╔══

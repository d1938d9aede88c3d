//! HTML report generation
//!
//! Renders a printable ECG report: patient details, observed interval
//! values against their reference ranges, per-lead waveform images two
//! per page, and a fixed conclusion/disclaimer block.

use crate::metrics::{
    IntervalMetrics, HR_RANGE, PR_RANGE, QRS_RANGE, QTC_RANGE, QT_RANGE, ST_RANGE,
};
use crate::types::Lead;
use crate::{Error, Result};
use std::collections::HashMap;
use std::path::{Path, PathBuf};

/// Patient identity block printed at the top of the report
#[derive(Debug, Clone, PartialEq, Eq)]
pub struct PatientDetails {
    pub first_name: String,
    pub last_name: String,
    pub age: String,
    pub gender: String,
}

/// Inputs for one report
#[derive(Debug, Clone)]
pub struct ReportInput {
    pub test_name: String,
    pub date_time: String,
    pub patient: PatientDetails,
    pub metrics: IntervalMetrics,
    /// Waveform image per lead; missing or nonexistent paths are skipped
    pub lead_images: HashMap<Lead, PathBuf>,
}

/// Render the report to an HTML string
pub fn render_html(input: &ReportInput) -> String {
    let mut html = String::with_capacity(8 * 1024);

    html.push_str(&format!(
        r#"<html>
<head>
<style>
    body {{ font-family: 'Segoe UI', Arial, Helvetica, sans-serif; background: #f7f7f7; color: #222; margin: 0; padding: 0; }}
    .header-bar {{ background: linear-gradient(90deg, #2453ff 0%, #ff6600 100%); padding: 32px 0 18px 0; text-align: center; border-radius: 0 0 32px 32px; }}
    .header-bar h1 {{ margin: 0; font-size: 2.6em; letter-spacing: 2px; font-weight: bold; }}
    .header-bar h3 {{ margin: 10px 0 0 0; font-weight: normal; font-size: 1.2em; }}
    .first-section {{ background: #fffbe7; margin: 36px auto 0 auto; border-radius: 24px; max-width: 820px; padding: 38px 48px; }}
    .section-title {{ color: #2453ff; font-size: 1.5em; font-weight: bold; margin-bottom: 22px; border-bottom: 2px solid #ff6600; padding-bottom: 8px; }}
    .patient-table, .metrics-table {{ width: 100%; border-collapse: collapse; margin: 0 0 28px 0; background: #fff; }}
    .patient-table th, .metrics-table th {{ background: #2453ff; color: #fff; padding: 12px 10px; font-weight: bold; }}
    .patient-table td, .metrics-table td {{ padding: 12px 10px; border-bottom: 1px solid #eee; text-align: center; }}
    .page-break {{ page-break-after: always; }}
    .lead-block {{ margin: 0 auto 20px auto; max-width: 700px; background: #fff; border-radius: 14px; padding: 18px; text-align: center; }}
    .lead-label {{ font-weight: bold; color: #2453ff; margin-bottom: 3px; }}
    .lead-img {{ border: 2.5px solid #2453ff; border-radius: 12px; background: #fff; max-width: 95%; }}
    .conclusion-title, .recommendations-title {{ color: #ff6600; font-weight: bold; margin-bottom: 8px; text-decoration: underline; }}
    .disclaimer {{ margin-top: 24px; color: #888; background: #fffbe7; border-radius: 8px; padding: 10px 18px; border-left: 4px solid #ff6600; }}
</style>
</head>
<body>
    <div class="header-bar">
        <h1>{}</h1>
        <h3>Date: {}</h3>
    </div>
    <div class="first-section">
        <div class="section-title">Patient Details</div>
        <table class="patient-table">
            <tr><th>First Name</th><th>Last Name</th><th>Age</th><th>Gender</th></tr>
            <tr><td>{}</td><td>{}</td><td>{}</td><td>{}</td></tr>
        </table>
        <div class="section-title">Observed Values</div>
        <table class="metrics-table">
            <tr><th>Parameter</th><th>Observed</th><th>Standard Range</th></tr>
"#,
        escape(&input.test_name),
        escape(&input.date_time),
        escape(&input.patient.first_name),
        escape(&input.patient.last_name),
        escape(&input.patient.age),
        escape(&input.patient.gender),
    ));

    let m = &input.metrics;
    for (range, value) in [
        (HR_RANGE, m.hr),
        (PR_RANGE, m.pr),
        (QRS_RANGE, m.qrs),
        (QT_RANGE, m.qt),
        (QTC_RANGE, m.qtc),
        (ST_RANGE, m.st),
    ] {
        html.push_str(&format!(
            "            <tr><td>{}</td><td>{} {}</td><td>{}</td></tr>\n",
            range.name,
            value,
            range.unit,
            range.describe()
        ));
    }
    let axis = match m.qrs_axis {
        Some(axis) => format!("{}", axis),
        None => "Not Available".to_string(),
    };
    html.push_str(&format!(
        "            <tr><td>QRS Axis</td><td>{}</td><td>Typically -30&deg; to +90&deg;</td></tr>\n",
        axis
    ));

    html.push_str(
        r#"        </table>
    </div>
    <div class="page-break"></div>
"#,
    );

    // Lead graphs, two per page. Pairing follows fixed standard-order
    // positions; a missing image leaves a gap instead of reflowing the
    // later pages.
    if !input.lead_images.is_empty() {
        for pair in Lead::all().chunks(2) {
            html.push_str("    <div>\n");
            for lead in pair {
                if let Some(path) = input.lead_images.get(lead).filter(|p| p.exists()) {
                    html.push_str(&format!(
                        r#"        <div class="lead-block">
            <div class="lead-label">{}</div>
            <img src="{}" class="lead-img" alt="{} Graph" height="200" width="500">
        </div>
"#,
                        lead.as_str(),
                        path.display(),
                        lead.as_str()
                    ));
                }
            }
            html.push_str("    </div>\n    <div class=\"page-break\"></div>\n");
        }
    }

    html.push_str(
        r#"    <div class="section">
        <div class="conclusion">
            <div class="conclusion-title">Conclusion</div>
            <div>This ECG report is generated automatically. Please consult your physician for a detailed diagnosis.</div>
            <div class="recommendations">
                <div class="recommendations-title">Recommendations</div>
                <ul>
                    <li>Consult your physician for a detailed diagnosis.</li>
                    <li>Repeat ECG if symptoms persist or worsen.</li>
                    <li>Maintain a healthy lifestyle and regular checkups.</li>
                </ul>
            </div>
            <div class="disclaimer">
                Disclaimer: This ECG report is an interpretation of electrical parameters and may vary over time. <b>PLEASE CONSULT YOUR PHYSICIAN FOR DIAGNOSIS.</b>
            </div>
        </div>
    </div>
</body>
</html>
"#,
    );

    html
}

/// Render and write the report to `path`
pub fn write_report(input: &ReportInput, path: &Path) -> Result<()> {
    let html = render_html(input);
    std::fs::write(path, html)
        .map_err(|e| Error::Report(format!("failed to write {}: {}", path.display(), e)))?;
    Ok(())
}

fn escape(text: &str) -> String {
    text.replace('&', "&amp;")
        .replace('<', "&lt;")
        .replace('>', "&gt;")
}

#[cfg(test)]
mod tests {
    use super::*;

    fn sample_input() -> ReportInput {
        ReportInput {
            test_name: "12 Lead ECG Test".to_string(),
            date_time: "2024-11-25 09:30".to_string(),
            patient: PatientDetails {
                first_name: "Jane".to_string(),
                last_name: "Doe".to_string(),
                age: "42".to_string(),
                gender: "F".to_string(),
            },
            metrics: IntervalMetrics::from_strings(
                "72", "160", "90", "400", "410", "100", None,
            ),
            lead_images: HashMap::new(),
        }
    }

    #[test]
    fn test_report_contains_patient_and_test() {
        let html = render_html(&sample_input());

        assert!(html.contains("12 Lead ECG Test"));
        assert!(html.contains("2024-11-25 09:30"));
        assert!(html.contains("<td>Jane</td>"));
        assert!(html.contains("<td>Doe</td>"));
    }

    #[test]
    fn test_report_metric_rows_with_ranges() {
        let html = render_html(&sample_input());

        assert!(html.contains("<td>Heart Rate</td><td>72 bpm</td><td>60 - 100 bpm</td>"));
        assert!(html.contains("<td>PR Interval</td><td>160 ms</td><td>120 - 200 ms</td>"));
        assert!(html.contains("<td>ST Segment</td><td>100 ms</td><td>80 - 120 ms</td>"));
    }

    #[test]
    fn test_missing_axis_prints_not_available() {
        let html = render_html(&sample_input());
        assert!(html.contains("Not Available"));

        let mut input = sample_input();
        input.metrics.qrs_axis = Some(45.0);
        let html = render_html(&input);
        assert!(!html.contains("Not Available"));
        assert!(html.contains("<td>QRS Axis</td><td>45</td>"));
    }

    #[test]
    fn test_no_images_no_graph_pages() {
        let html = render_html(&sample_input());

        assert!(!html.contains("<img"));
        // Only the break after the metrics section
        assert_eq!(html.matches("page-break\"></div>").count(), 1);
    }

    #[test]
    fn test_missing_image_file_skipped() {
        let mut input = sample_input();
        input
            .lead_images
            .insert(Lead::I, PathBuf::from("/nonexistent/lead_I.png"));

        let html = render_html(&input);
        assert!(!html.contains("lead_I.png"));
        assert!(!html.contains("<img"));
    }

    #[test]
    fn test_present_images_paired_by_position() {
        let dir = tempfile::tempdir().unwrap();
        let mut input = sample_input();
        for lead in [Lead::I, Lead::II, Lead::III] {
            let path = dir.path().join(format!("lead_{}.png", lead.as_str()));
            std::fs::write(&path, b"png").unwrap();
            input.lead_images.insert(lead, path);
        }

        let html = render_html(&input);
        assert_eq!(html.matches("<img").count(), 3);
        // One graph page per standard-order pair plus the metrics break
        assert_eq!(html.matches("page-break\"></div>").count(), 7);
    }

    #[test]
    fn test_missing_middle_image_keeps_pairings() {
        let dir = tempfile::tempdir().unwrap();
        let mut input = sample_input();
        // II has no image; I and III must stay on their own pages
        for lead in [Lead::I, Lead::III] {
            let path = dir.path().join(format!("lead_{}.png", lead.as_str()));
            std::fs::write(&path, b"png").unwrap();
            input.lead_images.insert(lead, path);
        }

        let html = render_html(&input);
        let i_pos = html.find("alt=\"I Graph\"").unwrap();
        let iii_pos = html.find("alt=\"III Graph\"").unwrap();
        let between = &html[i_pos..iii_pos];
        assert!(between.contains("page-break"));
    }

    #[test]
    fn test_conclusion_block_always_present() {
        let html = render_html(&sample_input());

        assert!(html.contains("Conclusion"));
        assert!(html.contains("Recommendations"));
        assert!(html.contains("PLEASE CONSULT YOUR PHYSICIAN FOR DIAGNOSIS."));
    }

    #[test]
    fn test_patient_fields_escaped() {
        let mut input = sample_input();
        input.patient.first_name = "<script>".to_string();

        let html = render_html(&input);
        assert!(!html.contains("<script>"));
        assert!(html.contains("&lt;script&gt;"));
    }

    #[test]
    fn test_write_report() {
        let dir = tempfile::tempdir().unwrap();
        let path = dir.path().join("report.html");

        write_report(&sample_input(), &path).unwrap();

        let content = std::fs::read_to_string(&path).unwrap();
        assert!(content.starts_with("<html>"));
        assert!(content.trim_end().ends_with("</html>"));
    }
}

╚══

(Assignment):
Your answer must be the lines above, unchanged, from the first one through the line that holds "fixed conclusion/disclaimer block.", inclusive, and no others.

(Output of the exercise):
repository d1938d9aede88c3d
//! HTML report generation
//!
//! Renders a printable ECG report: patient details, observed interval
//! values against their reference ranges, per-lead waveform images two
//! per page, and a fixed conclusion/disclaimer block.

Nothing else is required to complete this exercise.